Repository files navigation

Cordra Python Client

A comprehensive Python library for interacting with Cordra digital object repositories via both REST API and DOIP API.

Python Version License PyPI Version

⚠️ Important Notice

This package is developed and maintained by the Royal Institute for Cultural Heritage (KIK-IRPA) and is not affiliated with or endorsed by the Corporation for National Research Initiatives (CNRI), the developers of Cordra.

This package has been developed for and tested on Cordra version 2.5.2. While it may work with other versions, compatibility is not guaranteed.

Features

  • Dual API Support: Choose between REST API or DOIP API based on your needs
  • Complete Authentication: Support for password, JWT and private key authentication
  • Type Method Support: Call custom JavaScript methods on objects and types
  • Batch Operations: Upload multiple objects efficiently
  • Version Management: Create and manage object versions
  • Relationship Queries: Navigate object relationships
  • Comprehensive Error Handling: Detailed exceptions for different error types
  • Type Hints: Full type annotations for better IDE support

Installation

pip install cordra-python

Quick Start

from cordra import CordraClient

# Initialize client
client = CordraClient("https://cordra.example.com")

# Authenticate
client.authenticate(username="your_username", password="your_password")

# Create an object
obj = client.create_object(
    type="Document",
    content={
        "title": "My Document",
        "description": "A sample document"
    }
)

# Search for objects
results = client.search("type:Document")

# Call a type method
result = client.call_method(
    method="extractName",
    object_id=obj.id
)

API Selection

The client supports two APIs:

REST API (Default)

  • Uses standard HTTP methods (GET, POST, PUT, DELETE)
  • RESTful resource URLs
  • JSON payloads
  • Good for web applications and general use

DOIP API

  • RPC-style API using POST operations
  • Operation-based approach
  • More efficient for batch operations
  • Better for programmatic access
# Use REST API (default)
client = CordraClient("https://cordra.example.com", api_type="rest")

# Use DOIP API
client = CordraClient("https://cordra.example.com", api_type="doip")

Authentication

The library supports multiple authentication methods:

Password Authentication

client.authenticate(username="user", password="password")

JWT Token Authentication

client.authenticate(jwt_token="eyJ0eXAi...")
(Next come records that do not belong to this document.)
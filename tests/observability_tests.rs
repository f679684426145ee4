//! # Observability Tests Module
//!
//! Tests for the metrics and health server routing, the metric recorders and the
//! observability configuration.

#[cfg(test)]
mod tests {
    use hyper::{Request, StatusCode};
    use media_relay_bot::downloader::MediaKind;
    use media_relay_bot::observability::{
        self, route_request, DownloadMetricsParams, MetricsServerContext, ReadinessProbe,
    };
    use media_relay_bot::observability_config::{presets, LogFormat, ObservabilityConfig};
    use metrics_exporter_prometheus::PrometheusBuilder;
    use std::time::Duration;

    const TOKEN: &str = "123456789:AAFakeTokenForTestingPurposes1234567890";

    fn context(auth_token: Option<&str>, ytdlp_path: &str) -> MetricsServerContext {
        let handle = PrometheusBuilder::new().build_recorder().handle();
        let readiness = ReadinessProbe::new(
            ytdlp_path.to_string(),
            Some(TOKEN.to_string()),
            Some(std::env::temp_dir()),
        );
        MetricsServerContext::new(handle, auth_token.map(str::to_string), readiness)
    }

    fn get(path: &str) -> Request<()> {
        Request::builder().uri(path).body(()).expect("valid request")
    }

    #[tokio::test]
    async fn test_liveness_endpoint() {
        let ctx = context(None, "/nonexistent/yt-dlp");

        let response = route_request(&get("/health/live"), "10.0.0.1", &ctx).await;
        assert_eq!(response.status(), StatusCode::OK);
        assert_eq!(response.body(), "OK");
    }

    #[tokio::test]
    async fn test_metrics_endpoint_content_type() {
        let ctx = context(None, "/nonexistent/yt-dlp");

        let response = route_request(&get("/metrics"), "10.0.0.1", &ctx).await;
        assert_eq!(response.status(), StatusCode::OK);
        let content_type = response
            .headers()
            .get(hyper::header::CONTENT_TYPE)
            .and_then(|v| v.to_str().ok())
            .unwrap_or_default();
        assert!(content_type.starts_with("text/plain"));
    }

    #[tokio::test]
    async fn test_readiness_fails_without_ytdlp() {
        let ctx = context(None, "/nonexistent/yt-dlp");

        let response = route_request(&get("/health/ready"), "10.0.0.1", &ctx).await;
        assert_eq!(response.status(), StatusCode::SERVICE_UNAVAILABLE);
        assert!(response.body().starts_with("NOT READY"));
    }

    #[cfg(unix)]
    #[tokio::test]
    async fn test_readiness_passes_with_working_dependencies() {
        use std::os::unix::fs::PermissionsExt;

        let scripts = tempfile::TempDir::new().expect("script dir");
        let script = scripts.path().join("yt-dlp");
        std::fs::write(&script, "#!/bin/sh\necho 2025.10.22\n").expect("write script");
        std::fs::set_permissions(&script, std::fs::Permissions::from_mode(0o755)).expect("chmod");

        let ctx = context(None, &script.to_string_lossy());
        let response = route_request(&get("/health/ready"), "10.0.0.1", &ctx).await;
        assert_eq!(response.status(), StatusCode::OK, "body: {}", response.body());
    }

    #[tokio::test]
    async fn test_unknown_path_is_not_found() {
        let ctx = context(None, "/nonexistent/yt-dlp");

        let response = route_request(&get("/admin"), "10.0.0.1", &ctx).await;
        assert_eq!(response.status(), StatusCode::NOT_FOUND);
    }

    #[tokio::test]
    async fn test_bearer_auth_required_when_configured() {
        let ctx = context(Some("s3cret"), "/nonexistent/yt-dlp");

        let anonymous = route_request(&get("/metrics"), "10.0.0.1", &ctx).await;
        assert_eq!(anonymous.status(), StatusCode::UNAUTHORIZED);
        assert!(anonymous.headers().contains_key(hyper::header::WWW_AUTHENTICATE));

        let authorized = Request::builder()
            .uri("/metrics")
            .header("authorization", "Bearer s3cret")
            .body(())
            .expect("valid request");
        let response = route_request(&authorized, "10.0.0.1", &ctx).await;
        assert_eq!(response.status(), StatusCode::OK);
    }

    #[tokio::test]
    async fn test_rate_limit_per_ip() {
        let ctx = context(None, "/nonexistent/yt-dlp");

        for _ in 0..10 {
            let response = route_request(&get("/health/live"), "10.0.0.9", &ctx).await;
            assert_eq!(response.status(), StatusCode::OK);
        }
        let limited = route_request(&get("/health/live"), "10.0.0.9", &ctx).await;
        assert_eq!(limited.status(), StatusCode::TOO_MANY_REQUESTS);

        // Other clients are unaffected
        let other = route_request(&get("/health/live"), "10.0.0.10", &ctx).await;
        assert_eq!(other.status(), StatusCode::OK);
    }

    #[tokio::test]
    async fn test_oversized_request_rejected() {
        let ctx = context(None, "/nonexistent/yt-dlp");
        let request = Request::builder()
            .uri("/metrics")
            .header("content-length", "4194304")
            .body(())
            .expect("valid request");

        let response = route_request(&request, "10.0.0.1", &ctx).await;
        assert_eq!(response.status(), StatusCode::PAYLOAD_TOO_LARGE);
    }

    /// The recorders must be callable without an installed recorder
    #[test]
    fn test_metrics_recording_without_recorder() {
        observability::record_telegram_message("url");
        observability::record_telegram_duplicate_message();
        observability::record_telegram_performance_metrics("command", Duration::from_millis(12));
        observability::record_download_metrics(DownloadMetricsParams {
            kind: MediaKind::Video,
            outcome: "success",
            duration: Duration::from_secs(3),
            size_bytes: 1024,
            attempt_count: 1,
        });
        observability::record_download_metrics(DownloadMetricsParams {
            kind: MediaKind::Audio,
            outcome: "timeout",
            duration: Duration::from_secs(300),
            size_bytes: 0,
            attempt_count: 0,
        });
        observability::record_upload_metrics(MediaKind::Audio, "send_audio", true, Duration::from_secs(1));
        observability::record_active_downloads(2);
        observability::update_circuit_breaker_state(false);
        observability::record_health_check_metrics("ytdlp", true, Duration::from_millis(40));
        observability::record_error_metrics("handler_error", "telegram");
        observability::record_uptime(12.5);
    }

    #[test]
    fn test_spans_carry_operation() {
        let span = observability::download_span("download", "video");
        let _ = span.enter();
        let span = observability::telegram_span("message_handler", Some(42));
        let _ = span.enter();
    }

    #[test]
    fn test_observability_config_presets() {
        let development = presets::development();
        assert!(development.is_development());
        assert_eq!(development.effective_log_format(), LogFormat::Pretty);
        assert!(development.validate().is_ok());

        let production = presets::production();
        assert!(production.is_production());
        assert_eq!(production.effective_log_format(), LogFormat::Json);
        assert!(production.validate().is_ok());
    }

    #[test]
    fn test_observability_config_from_lookup() {
        let config = ObservabilityConfig::from_lookup(|name| match name {
            "ENVIRONMENT" => Some("staging".to_string()),
            "LOG_FORMAT" => Some("pretty".to_string()),
            "OBSERVABILITY_LOG_LEVEL" => Some("debug".to_string()),
            _ => None,
        });

        assert_eq!(config.environment, "staging");
        assert_eq!(config.log_level, "debug");
        assert_eq!(config.effective_log_format(), LogFormat::Pretty);
        assert!(config.otlp_endpoint.is_none());
    }
}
Private Key Authentication

private_key = {
    "kty": "RSA",
    "n": "your_modulus...",
    "e": "AQAB",
    "d": "your_private_exponent...",
    "p": "your_prime_factor_1...",
    "q": "your_prime_factor_2...",
    "dp": "your_crt_exponent_1...",
    "dq": "your_crt_exponent_2...",
    "qi": "your_crt_coefficient..."
}

client.authenticate(user_id="user_id", private_key=private_key)

Working with Objects

Creating Objects

# Create a simple object
obj = client.create_object(
    type="Document",
    content={"title": "My Document", "author": "John Doe"}
)

# Create with additional parameters
obj = client.create_object(
    type="Document",
    content={"title": "My Document"},
    suffix="custom_suffix",
    handle="20.5000.EXAMPLE/123456789"
)

Supported Parameters:

  • type: Object type (e.g., "Document") [Required]
  • dryRun: Validate without saving (REST only)
  • suffix: Custom object ID suffix (REST only)
  • handle: Specific handle for object (REST only)
  • full: Return full object details (REST only)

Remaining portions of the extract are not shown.